**AIM OF THE EXERCISE:**
Look through the records and copy each line that has "TaskForm" in it.

**DATA FOR THIS EXERCISE:**
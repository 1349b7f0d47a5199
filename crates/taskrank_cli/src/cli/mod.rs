use clap::{Args, Parser, Subcommand, ValueEnum};
use std::path::PathBuf;
use taskrank_core::form::TaskForm;

#[derive(Parser, Debug)]
#[command(author, version, about, long_about = None)]
pub struct Cli {
    /// Run one command; without one, start an interactive session
    #[command(subcommand)]
    pub command: Option<Command>,

    /// How results are rendered
    #[arg(long, value_enum, default_value_t = Format::Text, global = true)]
    pub format: Format,

    /// Override configuration values (format KEY=VALUE)
    #[arg(long = "config-override", value_name = "KEY=VALUE", global = true)]
    pub config_override: Vec<String>,
}

/// One line of an interactive session.
#[derive(Parser, Debug)]
#[command(name = "taskrank", about = "Commands available in an interactive session")]
pub struct SessionLine {
    #[command(subcommand)]
    pub command: Command,
}

#[derive(Debug, Clone, Copy, PartialEq, Eq, ValueEnum)]
pub enum Format {
    Text,
    Html,
}

#[derive(Subcommand, Debug)]
pub enum Command {
    /// Add a task to the session list
    ///
    /// Example: taskrank add "Write report" --due 2025-12-24 --hours 3 --importance 8
    /// Example: taskrank add "Deploy" --deps "Write report, Review"
    Add(TaskArgs),
    /// Score tasks and show the full ranking
    ///
    /// Example: taskrank analyze --bulk '[{"title":"Write report"}]'
    /// Example: taskrank analyze --bulk-file tasks.json
    Analyze(BulkArgs),
    /// Show the top suggested tasks
    ///
    /// Example: taskrank suggest --bulk-file tasks.json
    Suggest(BulkArgs),
    /// Set the bulk JSON used by later analyze/suggest commands
    ///
    /// Example: bulk '[{"title":"a"},{"title":"b"}]'
    /// Example: bulk --file tasks.json
    /// Example: bulk --clear
    Bulk {
        json: Option<String>,
        #[arg(long, value_name = "PATH", conflicts_with = "json")]
        file: Option<PathBuf>,
        #[arg(long, conflicts_with_all = ["json", "file"])]
        clear: bool,
    },
    /// List the tasks added in this session
    List,
    /// Remove every task from the session list
    Clear,
}

#[derive(Args, Debug, Default)]
pub struct TaskArgs {
    pub title: Option<String>,
    /// Due date (YYYY-MM-DD)
    #[arg(long)]
    pub due: Option<String>,
    /// Estimated hours (defaults to 1)
    #[arg(long, allow_hyphen_values = true)]
    pub hours: Option<String>,
    /// Importance (defaults to 5)
    #[arg(long, allow_hyphen_values = true)]
    pub importance: Option<String>,
    /// Comma separated dependency titles
    #[arg(long)]
    pub deps: Option<String>,
}

impl TaskArgs {
    pub fn to_form(&self) -> TaskForm {
        let field = |value: &Option<String>| value.clone().unwrap_or_default();
        TaskForm {
            title: field(&self.title),
            due: field(&self.due),
            hours: field(&self.hours),
            importance: field(&self.importance),
            deps: field(&self.deps),
        }
    }
}

#[derive(Args, Debug, Default)]
pub struct BulkArgs {
    /// JSON array of tasks; takes precedence over the session list
    #[arg(long, value_name = "JSON")]
    pub bulk: Option<String>,
    /// Read the JSON array of tasks from a file
    #[arg(long = "bulk-file", value_name = "PATH", conflicts_with = "bulk")]
    pub bulk_file: Option<PathBuf>,
}

#[derive(Debug, Clone, PartialEq, Eq)]
pub enum ConfigOverrideTarget {
    BaseUrl,
    Theme,
    Alias(String),
}

#[derive(Debug, Clone, PartialEq, Eq)]
pub struct ParsedConfigOverride {
    pub target: ConfigOverrideTarget,
    pub value: String,
}

/// Parse a raw `KEY=VALUE` override string into a structured target.
pub fn parse_config_override(raw: &str) -> Result<ParsedConfigOverride, String> {
    let trimmed = raw.trim();
    let (key_raw, value_raw) = trimmed
        .split_once('=')
        .ok_or_else(|| "override must be in KEY=VALUE format".to_string())?;

    let value = value_raw.trim().to_string();
    let (field, remainder) = key_raw
        .split_once('.')
        .map(|(field, rest)| (field.trim(), Some(rest.trim())))
        .unwrap_or((key_raw.trim(), None));

    let canonical_field =
        canonicalize_flag_name(field).ok_or_else(|| "override key cannot be empty".to_string())?;

    match canonical_field.as_str() {
        "base_url" | "url" => {
            if remainder.is_some() {
                Err("base_url override cannot have subfields".to_string())
            } else {
                Ok(ParsedConfigOverride {
                    target: ConfigOverrideTarget::BaseUrl,
                    value,
                })
            }
        }
        "theme" => {
            if remainder.is_some() {
                Err("theme override cannot have subfields".to_string())
            } else {
                Ok(ParsedConfigOverride {
                    target: ConfigOverrideTarget::Theme,
                    value,
                })
            }
        }
        "aliases" | "alias" => {
            let alias_name = remainder
                .filter(|segment| !segment.is_empty())
                .ok_or_else(|| "aliases override requires an alias name".to_string())?;
            Ok(ParsedConfigOverride {
                target: ConfigOverrideTarget::Alias(alias_name.to_string()),
                value,
            })
        }
        other => Err(format!("unknown config field '{other}'")),
    }
}

fn canonicalize_flag_name(name: &str) -> Option<String> {
    let mut cleaned = String::new();
    let mut previous_underscore = false;

    for ch in name.chars() {
        if ch.is_ascii_alphanumeric() {
            cleaned.push(ch.to_ascii_lowercase());
            previous_underscore = false;
        } else if !previous_underscore && !cleaned.is_empty() {
            cleaned.push('_');
            previous_underscore = true;
        }
    }

    let trimmed = cleaned.trim_matches('_');
    if trimmed.is_empty() {
        None
    } else {
        Some(trimmed.to_string())
    }
}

**TASK SOLUTION:**
use taskrank_core::form::TaskForm;
    pub fn to_form(&self) -> TaskForm {
        TaskForm {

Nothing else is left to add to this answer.